If you've ever wanted to improve the look of you lawn there are a few things you can do to maintain your lawn on a weekly basis without doing any major work often required to recover a damaged lawn.
Lawn Fertilizer- Lawns need their Spring feed most of all, especially one containing nitrogen, backed up with both phosphates and potash. One feed per annum is not enough, and a Summer feed, if the lawn is looking a little jaded should contain either a proprietary lawn tonic, or nitrogen rich fertilize.

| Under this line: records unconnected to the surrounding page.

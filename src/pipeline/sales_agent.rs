//! Autonomous sales reply pipeline.
//!
//! A regular (non-bounce, non-unsubscribe) lead reply is analysed by the
//! sentiment service and ends in exactly one of three states:
//!
//! - **Suppressed**: negative, opt-out, or an out-of-office the agent is
//!   configured to ignore. No draft, no send.
//! - **ScheduledAutosend**: positive, autopilot on, draft present. The draft
//!   goes out after a randomized thinking delay unless the thread moves first.
//! - **Drafted**: everything else. The draft waits for a human.
//!
//! Sentiment failures and timeouts never drop a reply: they degrade to a
//! `Needs Human` draft.
//!
//! A scheduled send is persisted as a `Scheduled` draft up front. That same
//! record later becomes `Sent`, `Cancelled` or `NeedsAttention`, so a
//! withdrawn or failed send is never lost.

use std::sync::Arc;
use std::time::Duration;

use futures::FutureExt;
use serde::Serialize;
use tracing::{debug, error, info, warn};
use uuid::Uuid;

use super::autosend::{AutosendOutcome, AutosendScheduler};
use crate::config::{AgentConfig, OutreachConfig, ThinkingTime};
use crate::dispatch::Dispatcher;
use crate::error::{DispatchError, PipelineError};
use crate::inbound::IncomingMessage;
use crate::llm::{Sentiment, SentimentReport, SentimentService};
use crate::random::{RandomSource, ThreadRandom};
use crate::routing::resolve_reply_sender;
use crate::store::{
    AccountRegistry, DraftRecord, DraftStatus, DraftStore, LeadRegistry, LeadStatus,
};

/// Default upper bound on a single dispatch call.
const DEFAULT_DISPATCH_TIMEOUT: Duration = Duration::from_secs(60);

/// Default upper bound on one sentiment analysis.
const DEFAULT_SENTIMENT_TIMEOUT: Duration = Duration::from_secs(60);

/// Lifecycle of a reply inside the pipeline.
#[derive(Debug, Clone, Copy, PartialEq, Eq, Serialize)]
#[serde(rename_all = "snake_case")]
pub enum ReplyState {
    Received,
    Classified,
    Suppressed,
    Drafted,
    ScheduledAutosend,
}

/// Why a reply was suppressed.
#[derive(Debug, Clone, Copy, PartialEq, Eq, Serialize)]
#[serde(rename_all = "snake_case")]
pub enum SuppressReason {
    Negative,
    Unsubscribe,
    /// Out-of-office with `handle_ooo` off.
    OutOfOffice,
}

/// Terminal result of [`SalesReplyPipeline::handle`].
#[derive(Debug, Clone, PartialEq, Serialize)]
#[serde(tag = "state", rename_all = "snake_case")]
pub enum PipelineOutcome {
    Suppressed {
        sentiment: Sentiment,
        reason: SuppressReason,
    },
    Drafted {
        draft_id: Uuid,
        sentiment: Sentiment,
    },
    ScheduledAutosend {
        draft_id: Uuid,
        sentiment: Sentiment,
        delay_secs: u64,
    },
}

impl PipelineOutcome {
    pub fn state(&self) -> ReplyState {
        match self {
            Self::Suppressed { .. } => ReplyState::Suppressed,
            Self::Drafted { .. } => ReplyState::Drafted,
            Self::ScheduledAutosend { .. } => ReplyState::ScheduledAutosend,
        }
    }

    pub fn sentiment(&self) -> Sentiment {
        match self {
            Self::Suppressed { sentiment, .. }
            | Self::Drafted { sentiment, .. }
            | Self::ScheduledAutosend { sentiment, .. } => *sentiment,
        }
    }
}

/// What to do with an analysed reply.
#[derive(Debug, Clone, Copy, PartialEq, Eq)]
pub enum Decision {
    /// Stop here, optionally moving the lead to a new status.
    Suppress {
        reason: SuppressReason,
        lead_status: Option<LeadStatus>,
    },
    Draft,
    Autosend,
}

/// Pure branching over a sentiment report and the agent switches.
pub fn decide(report: &SentimentReport, config: &AgentConfig) -> Decision {
    match report.sentiment {
        Sentiment::Negative => Decision::Suppress {
            reason: SuppressReason::Negative,
            lead_status: Some(LeadStatus::Inactive),
        },
        Sentiment::Unsubscribe => Decision::Suppress {
            reason: SuppressReason::Unsubscribe,
            lead_status: Some(LeadStatus::Unsubscribed),
        },
        Sentiment::Ooo if !config.handle_ooo => Decision::Suppress {
            reason: SuppressReason::OutOfOffice,
            lead_status: None,
        },
        Sentiment::Positive if config.autopilot && has_draft(report) => Decision::Autosend,
        _ => Decision::Draft,
    }
}

fn has_draft(report: &SentimentReport) -> bool {
    report.draft.as_deref().is_some_and(|d| !d.trim().is_empty())
}

/// Collaborators of the pipeline.
pub struct PipelineDeps {
    pub sentiment: Arc<dyn SentimentService>,
    pub accounts: Arc<dyn AccountRegistry>,
    pub leads: Arc<dyn LeadRegistry>,
    pub drafts: Arc<dyn DraftStore>,
    pub dispatcher: Arc<dyn Dispatcher>,
}

/// Drives one lead reply from analysis to its terminal state.
pub struct SalesReplyPipeline {
    deps: PipelineDeps,
    scheduler: AutosendScheduler,
    rng: Arc<dyn RandomSource>,
    thinking_time: ThinkingTime,
    sentiment_timeout: Duration,
    dispatch_timeout: Duration,
}

impl SalesReplyPipeline {
    pub fn new(deps: PipelineDeps) -> Self {
        Self {
            deps,
            scheduler: AutosendScheduler::new(),
            rng: Arc::new(ThreadRandom),
            thinking_time: ThinkingTime::default(),
            sentiment_timeout: DEFAULT_SENTIMENT_TIMEOUT,
            dispatch_timeout: DEFAULT_DISPATCH_TIMEOUT,
        }
    }

    /// Apply the timing settings from process configuration.
    pub fn with_config(self, config: &OutreachConfig) -> Self {
        self.with_thinking_time(config.thinking_time)
            .with_sentiment_timeout(config.sentiment_timeout)
            .with_dispatch_timeout(config.dispatch_timeout)
    }

    pub fn with_scheduler(mut self, scheduler: AutosendScheduler) -> Self {
        self.scheduler = scheduler;
        self
    }

    pub fn with_rng(mut self, rng: Arc<dyn RandomSource>) -> Self {
        self.rng = rng;
        self
    }

    pub fn with_thinking_time(mut self, thinking_time: ThinkingTime) -> Self {
        self.thinking_time = thinking_time;
        self
    }

    pub fn with_sentiment_timeout(mut self, timeout: Duration) -> Self {
        self.sentiment_timeout = timeout;
        self
    }

    pub fn with_dispatch_timeout(mut self, timeout: Duration) -> Self {
        self.dispatch_timeout = timeout;
        self
    }

    /// The scheduler holding this pipeline's pending sends.
    ///
    /// Cancel through [`cancel_autosend`](Self::cancel_autosend) so the
    /// scheduled draft is updated too.
    pub fn scheduler(&self) -> &AutosendScheduler {
        &self.scheduler
    }

    /// Withdraw the pending send for a thread and mark its draft `Cancelled`.
    pub async fn cancel_autosend(&self, thread_id: &str) -> Result<bool, PipelineError> {
        if !self.scheduler.cancel(thread_id).await {
            return Ok(false);
        }
        self.mark_scheduled_cancelled(thread_id, None).await?;
        Ok(true)
    }

    /// Withdraw every pending send. Returns how many were cancelled.
    pub async fn cancel_all_autosends(&self) -> Result<usize, PipelineError> {
        let mut cancelled = 0;
        for pending in self.scheduler.pending().await {
            if self.cancel_autosend(&pending.thread_id).await? {
                cancelled += 1;
            }
        }
        Ok(cancelled)
    }

    async fn mark_scheduled_cancelled(
        &self,
        thread_id: &str,
        keep: Option<Uuid>,
    ) -> Result<(), PipelineError> {
        for record in self.deps.drafts.for_thread(thread_id).await? {
            if record.status != DraftStatus::Scheduled || Some(record.id) == keep {
                continue;
            }
            debug!(thread_id = %thread_id, draft_id = %record.id, "Scheduled draft cancelled");
            self.deps
                .drafts
                .save(record.with_status(DraftStatus::Cancelled))
                .await?;
        }
        Ok(())
    }

    /// Process one regular lead reply.
    pub async fn handle(
        &self,
        msg: &IncomingMessage,
        config: AgentConfig,
    ) -> Result<PipelineOutcome, PipelineError> {
        debug!(
            thread_id = %msg.thread_id,
            lead_id = %msg.lead_id,
            state = ?ReplyState::Received,
            allow_followups = config.allow_followups,
            handle_objections = config.handle_objections,
            "Lead reply received"
        );

        let report = self.analyze(msg).await;
        debug!(
            thread_id = %msg.thread_id,
            state = ?ReplyState::Classified,
            sentiment = %report.sentiment,
            score = report.score,
            "Lead reply classified"
        );

        match decide(&report, &config) {
            Decision::Suppress {
                reason,
                lead_status,
            } => {
                if let Some(status) = lead_status {
                    self.deps.leads.set_status(&msg.lead_id, status).await?;
                }
                info!(
                    thread_id = %msg.thread_id,
                    lead_id = %msg.lead_id,
                    sentiment = %report.sentiment,
                    reason = ?reason,
                    "Reply suppressed"
                );
                Ok(PipelineOutcome::Suppressed {
                    sentiment: report.sentiment,
                    reason,
                })
            }
            Decision::Draft => {
                let record =
                    DraftRecord::new(&msg.thread_id, &msg.lead_id, &msg.campaign_id, &report);
                let draft_id = record.id;
                self.deps.drafts.save(record).await?;
                info!(
                    thread_id = %msg.thread_id,
                    draft_id = %draft_id,
                    sentiment = %report.sentiment,
                    autopilot = config.autopilot,
                    "Reply drafted for review"
                );
                Ok(PipelineOutcome::Drafted {
                    draft_id,
                    sentiment: report.sentiment,
                })
            }
            Decision::Autosend => {
                let delay = self.thinking_delay();
                let record =
                    DraftRecord::new(&msg.thread_id, &msg.lead_id, &msg.campaign_id, &report)
                        .scheduled();
                let draft_id = record.id;
                self.deps.drafts.save(record.clone()).await?;

                let job = AutosendContext {
                    accounts: Arc::clone(&self.deps.accounts),
                    drafts: Arc::clone(&self.deps.drafts),
                    dispatcher: Arc::clone(&self.deps.dispatcher),
                    dispatch_timeout: self.dispatch_timeout,
                    msg: msg.clone(),
                    record,
                };
                let replaced = self
                    .scheduler
                    .schedule(&msg.thread_id, delay, job.run().boxed())
                    .await;
                if replaced {
                    self.mark_scheduled_cancelled(&msg.thread_id, Some(draft_id))
                        .await?;
                }
                Ok(PipelineOutcome::ScheduledAutosend {
                    draft_id,
                    sentiment: report.sentiment,
                    delay_secs: delay.as_secs(),
                })
            }
        }
    }

    async fn analyze(&self, msg: &IncomingMessage) -> SentimentReport {
        let reply = msg.reply_text();
        match tokio::time::timeout(self.sentiment_timeout, self.deps.sentiment.analyze(&reply))
            .await
        {
            Ok(Ok(report)) => report,
            Ok(Err(e)) => {
                warn!(
                    thread_id = %msg.thread_id,
                    error = %e,
                    "Sentiment analysis failed, routing to a human"
                );
                SentimentReport::needs_human()
            }
            Err(_) => {
                warn!(
                    thread_id = %msg.thread_id,
                    timeout_secs = self.sentiment_timeout.as_secs(),
                    "Sentiment analysis timed out, routing to a human"
                );
                SentimentReport::needs_human()
            }
        }
    }

    /// Whole minutes drawn uniformly from the thinking-time window.
    fn thinking_delay(&self) -> Duration {
        let minutes = self.rng.between(
            self.thinking_time.min_minutes(),
            self.thinking_time.max_minutes(),
        );
        Duration::from_secs(minutes.saturating_mul(60))
    }
}

/// Everything a fired autosend needs, detached from the pipeline.
struct AutosendContext {
    accounts: Arc<dyn AccountRegistry>,
    drafts: Arc<dyn DraftStore>,
    dispatcher: Arc<dyn Dispatcher>,
    dispatch_timeout: Duration,
    msg: IncomingMessage,
    /// The `Scheduled` draft this send settles.
    record: DraftRecord,
}

impl AutosendContext {
    async fn run(self) -> AutosendOutcome {
        let draft = self.record.draft.clone().unwrap_or_default();

        let accounts = match self.accounts.accounts().await {
            Ok(accounts) => accounts,
            Err(e) => return self.fail(format!("account registry unavailable: {e}")).await,
        };
        let campaign_ids = match self.accounts.campaign(&self.msg.campaign_id).await {
            Ok(campaign) => campaign.map(|c| c.smtp_account_ids).unwrap_or_default(),
            Err(e) => return self.fail(format!("campaign lookup failed: {e}")).await,
        };

        // The lead wrote to our account; that identity answers if it can.
        let Some(sender) =
            resolve_reply_sender(&self.msg.receiver_email, &accounts, campaign_ids.as_slice())
        else {
            self.park("no sender account with remaining quota").await;
            return AutosendOutcome::NoSender;
        };

        let subject = self.msg.reply_subject();
        let sent = match tokio::time::timeout(
            self.dispatch_timeout,
            self.dispatcher
                .send(sender, &self.msg.sender_email, &subject, &draft),
        )
        .await
        {
            Ok(sent) => sent,
            // The transport may still finish after we stop waiting.
            Err(_) => {
                let reason = DispatchError::Timeout(self.dispatch_timeout).to_string();
                self.park(&format!(
                    "delivery unconfirmed ({reason}); check the sent folder of {} before re-sending",
                    sender.email
                ))
                .await;
                return AutosendOutcome::DeliveryUnknown { reason };
            }
        };

        if let Err(e) = sent {
            return self.fail(format!("dispatch failed: {e}")).await;
        }

        if let Err(e) = self.accounts.record_send(&sender.id).await {
            error!(account = %sender.id, error = %e, "Sent but failed to record quota usage");
        }
        self.settle(self.record.clone().with_status(DraftStatus::Sent))
            .await;
        AutosendOutcome::Sent {
            account_id: sender.id.clone(),
        }
    }

    async fn fail(&self, reason: String) -> AutosendOutcome {
        self.park(&reason).await;
        AutosendOutcome::Failed { reason }
    }

    /// Hand the unsent draft to a human.
    async fn park(&self, note: &str) {
        self.settle(self.record.clone().needing_attention(note))
            .await;
    }

    async fn settle(&self, record: DraftRecord) {
        let status = record.status;
        if let Err(e) = self.drafts.save(record).await {
            error!(
                thread_id = %self.msg.thread_id,
                draft_id = %self.record.id,
                status = ?status,
                error = %e,
                "Failed to persist scheduled draft update"
            );
        }
    }
}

An autumn lawn care feed should concentrate more on phosphates and potash rather than nitrogen, possibly combined with a worm killer and disease preventive.

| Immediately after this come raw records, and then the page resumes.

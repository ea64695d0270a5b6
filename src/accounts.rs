//! Sender account and campaign reference types.

use serde::{Deserialize, Serialize};

/// A sender identity with its daily quota state.
///
/// `sent_today` is owned by the external registry and reset at the day
/// boundary; the selection functions in this crate only read it.
///
/// Domains are stored lower-cased. A record without a `domain` (or with an
/// empty one) takes it from the email address.
#[derive(Debug, Clone, PartialEq, Eq, Serialize, Deserialize)]
#[serde(rename_all = "camelCase", from = "AccountRecord")]
pub struct Account {
    pub id: String,
    pub email: String,
    pub domain: String,
    pub first_name: String,
    pub sent_today: u32,
    pub daily_limit: u32,
}

impl Account {
    /// Build an account, deriving the domain from the email address.
    pub fn new(
        id: impl Into<String>,
        email: impl Into<String>,
        first_name: impl Into<String>,
        daily_limit: u32,
    ) -> Self {
        let email = email.into();
        let domain = domain_of(&email);
        Self {
            id: id.into(),
            email,
            domain,
            first_name: first_name.into(),
            sent_today: 0,
            daily_limit,
        }
    }

    /// Override the derived domain.
    pub fn with_domain(mut self, domain: impl Into<String>) -> Self {
        self.domain = normalize_domain(&domain.into());
        self
    }

    /// Domain used for grouping, case-folded even if `domain` was set by hand.
    pub fn domain_key(&self) -> String {
        normalize_domain(&self.domain)
    }

    pub fn with_sent_today(mut self, sent_today: u32) -> Self {
        self.sent_today = sent_today;
        self
    }

    /// Whether the account can send at least one more message today.
    pub fn has_capacity(&self) -> bool {
        self.sent_today < self.daily_limit
    }

    /// Messages left before the daily limit.
    pub fn remaining(&self) -> u32 {
        self.daily_limit.saturating_sub(self.sent_today)
    }
}

/// Lower-cased domain part of an email address (empty if there is no `@`).
pub fn domain_of(email: &str) -> String {
    email
        .rsplit_once('@')
        .map(|(_, domain)| normalize_domain(domain))
        .unwrap_or_default()
}

fn normalize_domain(domain: &str) -> String {
    domain.trim().to_ascii_lowercase()
}

/// Wire shape of [`Account`] before normalization.
#[derive(Deserialize)]
#[serde(rename_all = "camelCase")]
struct AccountRecord {
    id: String,
    email: String,
    #[serde(default)]
    domain: String,
    first_name: String,
    #[serde(default)]
    sent_today: u32,
    daily_limit: u32,
}

impl From<AccountRecord> for Account {
    fn from(record: AccountRecord) -> Self {
        let domain = match normalize_domain(&record.domain) {
            d if d.is_empty() => domain_of(&record.email),
            d => d,
        };
        Self {
            id: record.id,
            email: record.email,
            domain,
            first_name: record.first_name,
            sent_today: record.sent_today,
            daily_limit: record.daily_limit,
        }
    }
}

/// The accounts allowed to send on behalf of a campaign, in priority order.
#[derive(Debug, Clone, PartialEq, Eq, Serialize, Deserialize)]
#[serde(rename_all = "camelCase")]
pub struct CampaignRef {
    pub id: String,
    pub smtp_account_ids: Vec<String>,
}

impl CampaignRef {
    pub fn new(id: impl Into<String>, smtp_account_ids: &[&str]) -> Self {
        Self {
            id: id.into(),
            smtp_account_ids: smtp_account_ids.iter().map(|s| s.to_string()).collect(),
        }
    }

    pub fn allows(&self, account_id: &str) -> bool {
        self.smtp_account_ids.iter().any(|id| id == account_id)
    }
}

Watering Your Lawn - Rainfall in the is normally sufficient to keep the roots supplied with moisture, but dry spells do occur in late spring and summer months. The first sign of drought will be colour change, from green to straw or even brown. It is advisable to water at the coolest time of day, early or late, and best with a rotary sprinkler. A good watering once a week for optimum lawn care is preferable to over watering,unless it is extremely hot. In this way deep root development will be encouraged.
Weed Control - This is really down to good lawn care management. With an established lawn, laid with good quality seed or turf, the rules for maintaining it include the following. Appropriate mowing, at the correct height and little and often, and proper watering especially at the hint of a dry spell. Scarifying helps to control weeds and invigorates lawn growth, as does proper feeding. Good fertility combats the growth of weeds and builds the strength of the grass. Worm casts invite weed seeds, worm control is necessary, and prevention of disease in bare patches.
Mowing Your Lawn - Mowing keeps the lawn looking attractive. It should he done regularly, from March to October, with sharp blades, set not too low. It is better to mow when the grass is dry, to reduce mower clogging. The mower should be moved in a constant direction at a steady pace, and not hoovered backwards and forwards. When newly sown grass reaches 2" or 3" inches high, the top 2" can be mowed with care.
Advice for new lawn care.
Establishment lawn care - Whether starting entirely from scratch, or renovating and old, tired lawn, the following is the best way to proceed. Seeding - for a lawn to be created from a bare, grassless mud patch, it is easier to get professional help with the levelling, via a tractor and box blade. A smooth clear surface is essential, with no holes, dips, or drainage problems.
Seed is best applied with a rotary type spreader. Half the seed should be spread in one direction, the remainder in the opposite direction. This gives good soil contact for the seed, and uniform germination. The type of grasses to be grown are dictated by climate, and are best planted 30 days before real warmth or chill sets in. Only hot season grasses should be sown when the temperature reaches 80 to 90 degrees. Hot season seed is very small and can be spread lightly, whereas cold climate seed is larger and requires heavier coverage for good thick grass.
There are various lawn care machines that can be rented for a day or two to power seed a lawn. The seed is dropped into ready made grooves as the machine moves over the ground. Again, a level surface is essential, and power seeders are not recommended where it is rough or uneven.
A further solution is to Hydroseed. Under this process the seed is mixed with fertilizer and a lawn care mulch plus water, and sprayed on to the lawn. This encourages quicker germination. The spray is coloured blue or green for identifying the sprayed area, and later turns white. The machine will usually have to be hired rather than rented. A lawn can also be renovated easily with a lawn care dethatcher, which scarifys the surface, and aids germination of scattered seeds. This machine needs using with care in respect of the lawn surface.
Preparing the Seed Bed.
For New Lawn care - Rake and smooth, remove any debris. Renovating Established Lawns - Mow closely. To overseed or repair bare spots, rake to produce a viable surface, then check section on 'fertilizing'. Kill off remaining seed with Finale. Vegetation will brown within 7-10 days. A good raking will remove loosened thatch and expose soil for seed. Bare spots can be chopped into small chunks to allow use of the slit seeder in a grid formation. Slits should run in a horizontal fashion across slopes. Do not use a Rototill, which will expose and spread weed seeds.